Problem details » The lines from the start of the records through the one containing "and swaps go" are to be restated word for word; please include both ends.

※ ※ ※

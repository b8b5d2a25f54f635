//! Elements that satisfy a predicate.

use crate::cursor::{
    BidirectionalCursor, Cursor, DefaultSentinel, ForwardCursor, IndirectlySwappable, Readable,
    Sentinel, WeaklyIncrementable, Writable,
};
use crate::invoke::IndirectUnaryPredicate;
use crate::sequence::Sequence;

/// The elements of `base` for which `pred` holds, in their original order.
///
/// At most bidirectional: skipping rejected elements makes the distance
/// between two positions unknowable without walking. Writes and swaps go
/// straight through to the underlying elements.
#[derive(Debug, Clone, Copy)]
pub struct Filter<R, P> {
    base: R,
    pred: P,
}

/// Keep the elements of `base` that satisfy `pred`.
#[inline]
pub fn filter<R, P>(base: R, pred: P) -> Filter<R, P>
where
    R: Sequence<Cursor: Readable>,
    P: FnMut(<R::Cursor as Readable>::Item) -> bool + Clone,
{
    Filter { base, pred }
}

impl<R, P> Filter<R, P> {
    #[inline]
    pub fn base(&self) -> &R {
        &self.base
    }
}

/// Cursor of [`Filter`]. Carries the underlying end so it can stop skipping.
#[derive(Debug, Clone)]
pub struct FilterCursor<I, S, P> {
    current: I,
    end: S,
    pred: P,
}

impl<I, S, P> FilterCursor<I, S, P>
where
    I: Cursor + Readable,
    S: Sentinel<I>,
    P: IndirectUnaryPredicate<I>,
{
    fn satisfy(&mut self) {
        while !self.end.is_end(&self.current) && !(self.pred)(self.current.read()) {
            self.current.advance();
        }
    }
}

impl<I, S, P> FilterCursor<I, S, P> {
    /// The underlying cursor.
    #[inline]
    pub fn base(&self) -> &I {
        &self.current
    }
}

impl<I: PartialEq, S, P> PartialEq for FilterCursor<I, S, P> {
    #[inline]
    fn eq(&self, other: &Self) -> bool {
        self.current == other.current
    }
}

impl<I, S, P> WeaklyIncrementable for FilterCursor<I, S, P>
where
    I: Cursor + Readable,
    S: Sentinel<I>,
    P: IndirectUnaryPredicate<I>,
{
    #[inline]
    fn advance(&mut self) {
        self.current.advance();
        self.satisfy();
    }
}

impl<I: Readable, S, P> Readable for FilterCursor<I, S, P> {
    type Item = I::Item;

    #[inline]
    fn read(&self) -> I::Item {
        self.current.read()
    }
}

impl<I: Writable<T>, S, P, T> Writable<T> for FilterCursor<I, S, P> {
    #[inline]
    fn write(&mut self, value: T) {
        self.current.write(value);
    }
}

impl<I: IndirectlySwappable, S, P> IndirectlySwappable for FilterCursor<I, S, P> {
    #[inline]
    fn swap_with(&mut self, other: &mut Self) {
        self.current.swap_with(&mut other.current);
    }
}

impl<I, S, P> ForwardCursor for FilterCursor<I, S, P>
where
    I: ForwardCursor + Readable,
    S: Sentinel<I> + Clone,
    P: IndirectUnaryPredicate<I> + Clone,
{
}

impl<I, S, P> BidirectionalCursor for FilterCursor<I, S, P>
where
    I: BidirectionalCursor + Readable,
    S: Sentinel<I> + Clone,
    P: IndirectUnaryPredicate<I> + Clone,
{
    fn retreat(&mut self) {
        loop {
            self.current.retreat();
            if (self.pred)(self.current.read()) {
                break;
            }
        }
    }
}

impl<I, S, P> Sentinel<FilterCursor<I, S, P>> for DefaultSentinel
where
    I: Cursor + Readable,
    S: Sentinel<I>,
    P: IndirectUnaryPredicate<I>,
{
    #[inline]
    fn is_end(&self, cursor: &FilterCursor<I, S, P>) -> bool {
        cursor.end.is_end(&cursor.current)
    }
}

impl<R, P> Sequence for Filter<R, P>
where
    R: Sequence<Cursor: Readable, Sentinel: Clone>,
    P: IndirectUnaryPredicate<R::Cursor> + Clone,
{
    type Cursor = FilterCursor<R::Cursor, R::Sentinel, P>;
    type Sentinel = DefaultSentinel;
    type Borrowed = R::Borrowed;

    fn start(&self) -> Self::Cursor {
        let mut cursor = FilterCursor {
            current: self.base.start(),
            end: self.base.end(),
            pred: self.pred.clone(),
        };
        cursor.satisfy();
        cursor
    }

    #[inline]
    fn end(&self) -> DefaultSentinel {
        DefaultSentinel
    }
}
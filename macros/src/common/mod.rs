// Common utilities shared by the query macros
//
// This module contains:
// - bool_expr: Boolean capability expression parsing and probe generation
// - parse_utils: `Type: Expr` parsing helpers

mod bool_expr;
mod parse_utils;

pub use bool_expr::*;
pub use parse_utils::*;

※ ※ ※

Answer box »
repository b8b5d2a25f54f635
//! Elements that satisfy a predicate.

use crate::cursor::{
    BidirectionalCursor, Cursor, DefaultSentinel, ForwardCursor, IndirectlySwappable, Readable,
    Sentinel, WeaklyIncrementable, Writable,
};
use crate::invoke::IndirectUnaryPredicate;
use crate::sequence::Sequence;

/// The elements of `base` for which `pred` holds, in their original order.
///
/// At most bidirectional: skipping rejected elements makes the distance
/// between two positions unknowable without walking. Writes and swaps go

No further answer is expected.